The second round of voting for the French National Assembly elections will be held on July 7th. The latest polls indicate that far-right leader Le Pen is not expected to win an absolute majority in the French elections. If the results align with the polls, France will have a hung parliament. In the UK, the Labour Party won the elections, but there will not be major policy changes. The Iranian elections were relatively unexpected, with a moderate candidate unexpectedly winning. Observations are needed to see if this leads to changes in foreign policy.
Over the weekend, there were no significant positive news in the domestic market, mainly the news of six departments jointly cracking down on counterfeiting. It's more of a long position than a short one. This week, the market will focus on some important data, such as June CPI, PPI, as well as financial data including new loans in June, M2, and total social financing scale. Market expectations are not high from a market perspective. It is expected that the Hang Seng Index will once again test the annual support line.
The State Council executive meeting approved the "Implementation Plan to Support the Development of Innovative Drugs throughout the Chain." The meeting emphasized the need to strengthen policy support throughout the chain, coordinate the use of price management, medical insurance payments, commercial insurance, drug procurement and use, investment and financing policies, optimize review and approval processes, and medical institution assessment mechanisms, to jointly promote the breakthrough development of innovative drugs. It is expected to bring new stimulus to innovative drug companies.

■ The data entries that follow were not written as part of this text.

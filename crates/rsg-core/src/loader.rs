//! Scene loader boundary.
//!
//! Loaders convert asset files into scene nodes; the graph core never
//! interprets file contents itself. Diagnostics go through `tracing`.

use std::collections::HashMap;
use std::io::BufReader;
use std::path::Path;
use std::sync::Arc;

use glam::Vec3;

use crate::mesh::MeshData;
use crate::node::{NodeRef, SceneNode};
use crate::shape::SceneShape;

/// Errors surfaced by scene loaders.
#[derive(Debug, Clone, thiserror::Error)]
pub enum SceneLoadError {
    #[error("IO error: {0}")]
    Io(String),

    #[error("failed to parse '{path}': {reason}")]
    Parse { path: String, reason: String },

    #[error("unsupported file format: {0}")]
    UnsupportedFormat(String),
}

/// Converts a file into a scene node.
pub trait SceneLoader {
    fn load(&self, path: &Path) -> Result<NodeRef, SceneLoadError>;
}

/// STL mesh loader producing [`SceneShape`] nodes.
#[derive(Debug, Clone)]
pub struct StlSceneLoader {
    /// Uniform scale applied to loaded vertices (STL files carry no unit).
    pub scale: f32,
}

impl StlSceneLoader {
    pub fn new() -> Self {
        Self { scale: 1.0 }
    }

    pub fn with_scale(scale: f32) -> Self {
        Self { scale }
    }
}

impl Default for StlSceneLoader {
    fn default() -> Self {
        Self::new()
    }
}

impl SceneLoader for StlSceneLoader {
    fn load(&self, path: &Path) -> Result<NodeRef, SceneLoadError> {
        let file = std::fs::File::open(path).map_err(|e| SceneLoadError::Io(e.to_string()))?;
        let mut reader = BufReader::new(file);

        let stl = stl_io::read_stl(&mut reader).map_err(|e| SceneLoadError::Parse {
            path: path.to_string_lossy().to_string(),
            reason: e.to_string(),
        })?;

        let mesh = index_mesh(&stl, self.scale);
        tracing::debug!(
            "Loaded {:?}: {} vertices, {} triangles",
            path,
            mesh.vertices.len(),
            mesh.triangle_count()
        );

        let name = path
            .file_stem()
            .and_then(|s| s.to_str())
            .unwrap_or("unnamed");
        let mut shape = SceneShape::new(Arc::new(mesh));
        shape.set_name(name);
        Ok(NodeRef::new(shape))
    }
}

/// Convert STL triangle soup to an indexed mesh with per-vertex normals
/// accumulated from the adjacent faces.
fn index_mesh(stl: &stl_io::IndexedMesh, scale: f32) -> MeshData {
    // Quantized position key for vertex welding.
    const PRECISION: f32 = 10000.0;

    let mut unique_vertices: Vec<[f32; 3]> = Vec::new();
    let mut accumulated_normals: Vec<Vec3> = Vec::new();
    let mut vertex_map: HashMap<[i32; 3], u32> = HashMap::new();
    let mut indices: Vec<u32> = Vec::new();

    for face in &stl.faces {
        let normal = Vec3::new(face.normal[0], face.normal[1], face.normal[2]);
        for &vertex_index in &face.vertices {
            let vertex = stl.vertices[vertex_index];
            let v = [
                vertex[0] * scale,
                vertex[1] * scale,
                vertex[2] * scale,
            ];
            let key = [
                (v[0] * PRECISION) as i32,
                (v[1] * PRECISION) as i32,
                (v[2] * PRECISION) as i32,
            ];

            let index = if let Some(&existing) = vertex_map.get(&key) {
                existing
            } else {
                let new_index = unique_vertices.len() as u32;
                unique_vertices.push(v);
                accumulated_normals.push(Vec3::ZERO);
                vertex_map.insert(key, new_index);
                new_index
            };
            accumulated_normals[index as usize] += normal;
            indices.push(index);
        }
    }

    MeshData {
        vertices: unique_vertices,
        normals: accumulated_normals
            .into_iter()
            .map(|n| n.normalize_or_zero().to_array())
            .collect(),
        indices,
    }
}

[Featured Stocks of the Week]
Innovent Biologics (01801)
Innovent Biologics reported multiple clinical research data on Marzotto peptide at the 2024 American Diabetes Association (ADA) Scientific Sessions. Patients who used a 6mg dose of Marzotto peptide continuously for 32 and 48 weeks respectively saw weight reductions of 13.38% and 14.84% from baseline. Marzotto peptide significantly improves liver metabolic function, with an 80.2% reduction in liver fat content after 48 weeks of using the 6mg formulation.
The weight loss effect of the GLP-1R/GCGR dual agonist Marzotto peptide jointly developed by Innovent Biologics and Lilly is superior to similar competitors. Previously, the first domestically produced GLP-1R/GCGR dual agonist completed clinical trials, giving Marzotto peptide a competitive edge. Innovent Biologics raised approximately HKD 2.357 billion through a rights issue to accelerate multiple clinical research plans and product commercialization. About 30% of the funds raised (approximately HKD 707 million) will be used for the development, marketing, and commercialization of IBI362 (Marzotto peptide), a GLP-1R/GCGR dual agonist for treating diabetes and obesity, and a potential best-in-class candidate in the clinical stage. Innovent Biologics' IBI-362 provides both blood sugar reduction and weight loss effects, offering multiple benefits to patients. Currently, IBI-362 is at the forefront domestically, with the 6mg specification expected to be approved by the end of 2024 to early 2025, and the 9mg group will start Phase III clinical trials within the year The company's innovative R&D pipeline covers multiple fields. In the fourth quarter of 2023, Daboshu (Xindeli monoclonal antibody injection) continued to experience rapid sales growth driven by its broad indications and continuous coverage by national medical insurance, strengthening its leading position in the market. Other products also maintained significant growth overall. The launch of the new product Toleisumab has helped the company enter the cardiovascular disease market, further enriching its commercial layout. Recently, the company has intensively released clinical data on its oncology and metabolism pipelines, further validating its strategic advantages in key areas such as GLP-1, next-generation IO, and ADC.
[Industry Observation]
The Chinese aviation market in the first half of the year showed characteristics of "significant recovery in turnover with resilient demand."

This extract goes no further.